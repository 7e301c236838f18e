//! Normalized cache keys

use std::fmt;

/// Cache and cooldown key: (keyword, region), normalized
///
/// The keyword is trimmed and lowercased, the region trimmed and uppercased,
/// so keys that differ only in case or surrounding whitespace collide.
#[derive(Debug, Clone, PartialEq, Eq, Hash, PartialOrd, Ord)]
pub struct CacheKey {
    keyword: String,
    geo: String,
}

impl CacheKey {
    pub fn new(keyword: &str, geo: &str) -> Self {
        Self { keyword: keyword.trim().to_lowercase(), geo: geo.trim().to_uppercase() }
    }

    /// Key for a multi-keyword query; keyword order is significant
    pub fn for_keywords<S: AsRef<str>>(keywords: &[S], geo: &str) -> Self {
        let joined = keywords
            .iter()
            .map(|k| k.as_ref().trim().to_lowercase())
            .collect::<Vec<_>>()
            .join(",");
        Self { keyword: joined, geo: geo.trim().to_uppercase() }
    }

    pub fn keyword(&self) -> &str {
        &self.keyword
    }

    pub fn geo(&self) -> &str {
        &self.geo
    }
}

impl fmt::Display for CacheKey {
    fn fmt(&self, f: &mut fmt::Formatter<'_>) -> fmt::Result {
        if self.geo.is_empty() {
            write!(f, "'{}'", self.keyword)
        } else {
            write!(f, "'{}'@{}", self.keyword, self.geo)
        }
    }
}
//! Prelude module for convenient imports.
//!
//! ```rust,ignore
//! use trendgate_core::prelude::*;
//! ```

// === Server builder ===
pub use crate::app::{TrendGateServer, TrendGateServerBuilder};

// === Configuration and logging ===
pub use crate::config::TrendGateConfig;
pub use crate::logging::{init_logging, LogFormat, LogLevel, LogSettings};

// === Core components ===
pub use crate::cache::{CacheKey, CacheStore};
pub use crate::fetch::{FailureKind, FetchError, FetchOrchestrator, FetchResult, RetryPolicy};
pub use crate::throttle::CooldownGate;

// === Provider contract ===
pub use crate::provider::{
    GoogleTrendsProvider, InterestTimeline, ProviderError, RankedQuery, RelatedQueries,
    TrendsProvider,
};
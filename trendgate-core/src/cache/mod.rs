//! Caching module for Trendgate
//!
//! Bounded, time-limited memoization of provider results. Eviction is strict
//! insertion order (FIFO), expiry is lazy: an entry older than the TTL reads as
//! absent and is dropped by that read. There is no background sweep.

pub mod fifo;
pub mod key;
pub mod store;
pub mod traits;

pub use fifo::FifoCache;
pub use key::CacheKey;
pub use store::CacheStore;
pub use traits::{Cache, CacheEntry};
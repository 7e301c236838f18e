use super::{init_logger, load_config};
use anyhow::Result;
use std::path::Path;
use trendgate_core::app::TrendGateServer;

/// Serve the HTTP API; flags override everything else
pub async fn run(config_path: Option<&Path>, host: Option<String>, port: Option<u16>) -> Result<()> {
    let config = load_config(config_path)?;
    init_logger(&config)?;

    let mut builder = TrendGateServer::with_config(config);
    if let Some(host) = host {
        builder = builder.with_host(host);
    }
    if let Some(port) = port {
        builder = builder.with_port(port);
    }

    builder.serve().await
}
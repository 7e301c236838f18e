//! Trendgate - Core
//!
//! A caching, throttling front for a rate-limited trends provider.
//!
//! # Overview
//!
//! Trendgate sits between HTTP clients and an unreliable upstream that
//! answers "what do people search for alongside this keyword?". It keeps
//! load on the upstream low and smooths over its failures:
//!
//! - a bounded FIFO cache with TTL, keyed by (keyword, region)
//! - a per-key cooldown that spaces out upstream attempts for the same key
//! - retry with exponential backoff for transient failures only
//! - a stable failure taxonomy mapped to HTTP statuses
//!
//! # Quick Start
//!
//! ```rust,no_run
//! use trendgate_core::prelude::*;
//!
//! #[tokio::main]
//! async fn main() -> anyhow::Result<()> {
//!     let config = TrendGateConfig::load()?;
//!     init_logging(&LogSettings::from_config(&config.logging)?)?;
//!
//!     TrendGateServer::with_config(config).serve().await
//! }
//! ```
//!
//! # Architecture
//!
//! - [`cache`] - `CacheStore`, the FIFO + TTL cache
//! - [`throttle`] - `CooldownGate`, the per-key minimum-interval throttle
//! - [`provider`] - the `TrendsProvider` contract and the Google Trends client
//! - [`fetch`] - `FetchOrchestrator`, retry policy and failure taxonomy
//! - [`http`] - routes and JSON responses
//! - [`app`] - server wiring and the accept loop
//! - [`config`] - TOML + environment configuration
//! - [`logging`] - `log` backend

pub mod app;
pub mod cache;
pub mod config;
pub mod fetch;
pub mod http;
pub mod logging;
pub mod provider;
pub mod throttle;

// Prelude module for convenient imports
pub mod prelude;

// Re-exports of main types and traits
pub use app::{TrendGateServer, TrendGateServerBuilder};
pub use cache::{CacheKey, CacheStore};
pub use config::TrendGateConfig;
pub use fetch::{FailureKind, FetchError, FetchOrchestrator, FetchResult, RetryPolicy};
pub use provider::{ProviderError, RelatedQueries, TrendsProvider};
pub use throttle::CooldownGate;
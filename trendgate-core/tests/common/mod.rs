//! Scripted provider shared by the integration tests

#![allow(dead_code)]

use std::collections::VecDeque;
use std::sync::Mutex;
use std::time::Duration;
use tokio::time::Instant;
use trendgate_core::provider::{
    InterestPoint, InterestTimeline, ProviderError, RankedQuery, RelatedQueries, TrendsProvider,
};

/// Plays back queued related-query answers, then a default one
///
/// Every call is timestamped with tokio's clock, so paused-time tests can
/// check the spacing between attempts exactly.
pub struct ScriptedProvider {
    script: Mutex<VecDeque<Result<RelatedQueries, ProviderError>>>,
    calls: Mutex<Vec<(String, Instant)>>,
    latency: Duration,
}

impl ScriptedProvider {
    pub fn new() -> Self {
        Self { script: Mutex::new(VecDeque::new()), calls: Mutex::new(Vec::new()), latency: Duration::ZERO }
    }

    /// Queue answers for the next calls, in order
    pub fn with_script(
        self,
        answers: impl IntoIterator<Item = Result<RelatedQueries, ProviderError>>,
    ) -> Self {
        self.script.lock().unwrap().extend(answers);
        self
    }

    /// Simulated network time per call
    pub fn with_latency(mut self, latency: Duration) -> Self {
        self.latency = latency;
        self
    }

    pub fn call_count(&self) -> usize {
        self.calls.lock().unwrap().len()
    }

    pub fn call_times(&self) -> Vec<Instant> {
        self.calls.lock().unwrap().iter().map(|(_, at)| *at).collect()
    }

    pub fn called_with(&self) -> Vec<String> {
        self.calls.lock().unwrap().iter().map(|(keyword, _)| keyword.clone()).collect()
    }

    fn record(&self, keyword: &str) {
        self.calls.lock().unwrap().push((keyword.to_string(), Instant::now()));
    }
}

/// Default answer: one top query derived from the keyword
pub fn related_for(keyword: &str) -> RelatedQueries {
    RelatedQueries {
        top: vec![RankedQuery::new(format!("{} repair", keyword), 100)],
        rising: vec![RankedQuery::new(format!("{} cost", keyword), 250)],
    }
}

#[async_trait::async_trait]
impl TrendsProvider for ScriptedProvider {
    async fn related_queries(
        &self,
        keyword: &str,
        _geo: &str,
        _timeframe: &str,
    ) -> Result<RelatedQueries, ProviderError> {
        self.record(keyword);
        if !self.latency.is_zero() {
            tokio::time::sleep(self.latency).await;
        }

        if keyword == "zzznoresult" {
            return Ok(RelatedQueries::default());
        }

        let next = self.script.lock().unwrap().pop_front();
        next.unwrap_or_else(|| Ok(related_for(keyword)))
    }

    async fn interest_over_time(
        &self,
        keywords: &[String],
        _geo: &str,
        _timeframe: &str,
    ) -> Result<InterestTimeline, ProviderError> {
        self.record(&keywords.join(","));
        Ok(InterestTimeline {
            keywords: keywords.to_vec(),
            points: vec![
                InterestPoint {
                    date: chrono::NaiveDate::from_ymd_opt(2024, 1, 7).unwrap(),
                    values: vec![40; keywords.len()],
                    is_partial: false,
                },
                InterestPoint {
                    date: chrono::NaiveDate::from_ymd_opt(2024, 1, 14).unwrap(),
                    values: vec![60; keywords.len()],
                    is_partial: true,
                },
            ],
        })
    }
}
use super::types::SeoError;

#[derive(Debug, Clone)]
pub struct ErrorClassification {
    pub error_type: &'static str,
    pub retryable: bool,
}

impl SeoError {
    /// Classify this error to determine its type and whether it can be retried.
    pub fn classify(&self) -> ErrorClassification {
        match self {
            // Retryable errors
            SeoError::RateLimit(_) => ErrorClassification {
                error_type: "RateLimitError",
                retryable: true,
            },
            SeoError::Network(_) => ErrorClassification {
                error_type: "NetworkError",
                retryable: true,
            },
            SeoError::Timeout(_) => ErrorClassification {
                error_type: "TimeoutError",
                retryable: true,
            },
            SeoError::Upstream { status, .. } => ErrorClassification {
                error_type: "UpstreamError",
                retryable: *status >= 500,
            },

            // Non-retryable errors
            SeoError::Authentication(_) => ErrorClassification {
                error_type: "AuthenticationError",
                retryable: false,
            },
            SeoError::Config(_) => ErrorClassification {
                error_type: "ConfigError",
                retryable: false,
            },
            SeoError::InvalidShop(_) => ErrorClassification {
                error_type: "InvalidShopError",
                retryable: false,
            },
            SeoError::NotFound(_) => ErrorClassification {
                error_type: "NotFoundError",
                retryable: false,
            },
            SeoError::Json(_) => ErrorClassification {
                error_type: "JsonError",
                retryable: false,
            },
            SeoError::Yaml(_) => ErrorClassification {
                error_type: "YamlError",
                retryable: false,
            },

            // Local failures are not worth repeating a remote call for
            SeoError::Database(_) => ErrorClassification {
                error_type: "DatabaseError",
                retryable: false,
            },
            SeoError::Io(_) => ErrorClassification {
                error_type: "IoError",
                retryable: false,
            },
            SeoError::Internal(_) => ErrorClassification {
                error_type: "InternalError",
                retryable: false,
            },
        }
    }
}

#[cfg(test)]
mod tests {
    use super::*;

    #[test]
    fn test_rate_limit_is_retryable() {
        let err = SeoError::RateLimit("too many requests".into());
        let class = err.classify();
        assert!(class.retryable);
        assert_eq!(class.error_type, "RateLimitError");
    }

    #[test]
    fn test_auth_error_not_retryable() {
        let err = SeoError::Authentication("Shop x not authenticated".into());
        let class = err.classify();
        assert!(!class.retryable);
        assert_eq!(class.error_type, "AuthenticationError");
    }

    #[test]
    fn test_upstream_server_error_retryable() {
        let err = SeoError::Upstream { status: 502, message: "bad gateway".into() };
        assert!(err.classify().retryable);
    }

    #[test]
    fn test_upstream_client_error_not_retryable() {
        let err = SeoError::Upstream { status: 403, message: "forbidden".into() };
        assert!(!err.classify().retryable);
    }

    #[test]
    fn test_network_error_retryable() {
        let err = SeoError::Network("connection refused".into());
        assert!(err.classify().retryable);
    }

    #[test]
    fn test_not_found_not_retryable() {
        let err = SeoError::NotFound("No active theme found".into());
        assert!(!err.classify().retryable);
        assert_eq!(err.classify().error_type, "NotFoundError");
    }
}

### WHAT YOU WILL DO
Show the lines where the word "struct" appears in the entries.

### EXPECTED ANSWER
pub struct CacheKey {
pub struct ScriptedProvider {
pub struct ErrorClassification {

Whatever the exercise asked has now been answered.